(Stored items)
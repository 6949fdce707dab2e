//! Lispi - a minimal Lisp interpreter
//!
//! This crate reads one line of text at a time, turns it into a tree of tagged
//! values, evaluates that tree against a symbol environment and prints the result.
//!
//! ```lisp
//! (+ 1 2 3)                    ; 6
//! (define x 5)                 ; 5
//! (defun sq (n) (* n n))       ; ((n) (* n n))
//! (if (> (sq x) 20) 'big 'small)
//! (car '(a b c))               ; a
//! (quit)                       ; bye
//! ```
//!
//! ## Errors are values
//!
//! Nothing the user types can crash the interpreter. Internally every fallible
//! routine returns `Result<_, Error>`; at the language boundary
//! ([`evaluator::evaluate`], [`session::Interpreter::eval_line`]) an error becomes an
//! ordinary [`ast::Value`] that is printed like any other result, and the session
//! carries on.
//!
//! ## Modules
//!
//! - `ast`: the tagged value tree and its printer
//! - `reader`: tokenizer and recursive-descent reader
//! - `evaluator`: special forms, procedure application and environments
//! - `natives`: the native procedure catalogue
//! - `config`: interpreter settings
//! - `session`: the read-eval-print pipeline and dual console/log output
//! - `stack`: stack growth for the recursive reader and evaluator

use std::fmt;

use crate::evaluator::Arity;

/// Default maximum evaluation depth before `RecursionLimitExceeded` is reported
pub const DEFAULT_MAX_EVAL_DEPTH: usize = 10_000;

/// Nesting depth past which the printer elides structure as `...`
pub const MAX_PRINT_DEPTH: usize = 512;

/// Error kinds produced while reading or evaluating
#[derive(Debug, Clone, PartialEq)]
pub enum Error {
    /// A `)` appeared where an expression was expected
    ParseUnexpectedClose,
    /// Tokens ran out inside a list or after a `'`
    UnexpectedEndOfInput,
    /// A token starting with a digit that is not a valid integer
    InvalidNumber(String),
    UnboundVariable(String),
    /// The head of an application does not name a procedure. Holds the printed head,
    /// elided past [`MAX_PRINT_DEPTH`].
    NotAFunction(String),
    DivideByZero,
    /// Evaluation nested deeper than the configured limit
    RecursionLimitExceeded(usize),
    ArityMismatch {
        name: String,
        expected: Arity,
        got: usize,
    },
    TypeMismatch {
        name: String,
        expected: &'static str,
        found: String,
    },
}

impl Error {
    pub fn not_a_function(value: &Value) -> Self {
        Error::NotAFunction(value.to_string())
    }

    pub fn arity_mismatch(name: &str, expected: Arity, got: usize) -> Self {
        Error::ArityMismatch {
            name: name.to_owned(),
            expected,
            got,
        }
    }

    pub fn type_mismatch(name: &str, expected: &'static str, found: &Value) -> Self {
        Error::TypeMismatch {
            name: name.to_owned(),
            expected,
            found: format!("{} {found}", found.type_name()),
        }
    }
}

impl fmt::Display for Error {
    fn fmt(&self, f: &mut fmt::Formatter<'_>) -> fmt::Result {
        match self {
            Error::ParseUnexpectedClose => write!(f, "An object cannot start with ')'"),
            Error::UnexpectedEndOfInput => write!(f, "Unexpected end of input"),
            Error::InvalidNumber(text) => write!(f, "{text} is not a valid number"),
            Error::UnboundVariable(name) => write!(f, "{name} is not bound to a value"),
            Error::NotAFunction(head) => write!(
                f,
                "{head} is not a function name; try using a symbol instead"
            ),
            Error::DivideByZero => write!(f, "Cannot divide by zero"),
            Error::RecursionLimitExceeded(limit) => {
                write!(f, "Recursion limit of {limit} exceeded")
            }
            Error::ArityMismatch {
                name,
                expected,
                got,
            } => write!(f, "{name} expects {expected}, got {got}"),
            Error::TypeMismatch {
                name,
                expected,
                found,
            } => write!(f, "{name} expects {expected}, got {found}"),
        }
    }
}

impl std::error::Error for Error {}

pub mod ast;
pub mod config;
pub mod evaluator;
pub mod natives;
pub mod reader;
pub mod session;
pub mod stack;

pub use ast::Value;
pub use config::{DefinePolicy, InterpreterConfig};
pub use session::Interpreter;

Exercise:
Show every line above in which the word "symbol" appears.

Written solution:
//! values, evaluates that tree against a symbol environment and prints the result.
                "{head} is not a function name; try using a symbol instead"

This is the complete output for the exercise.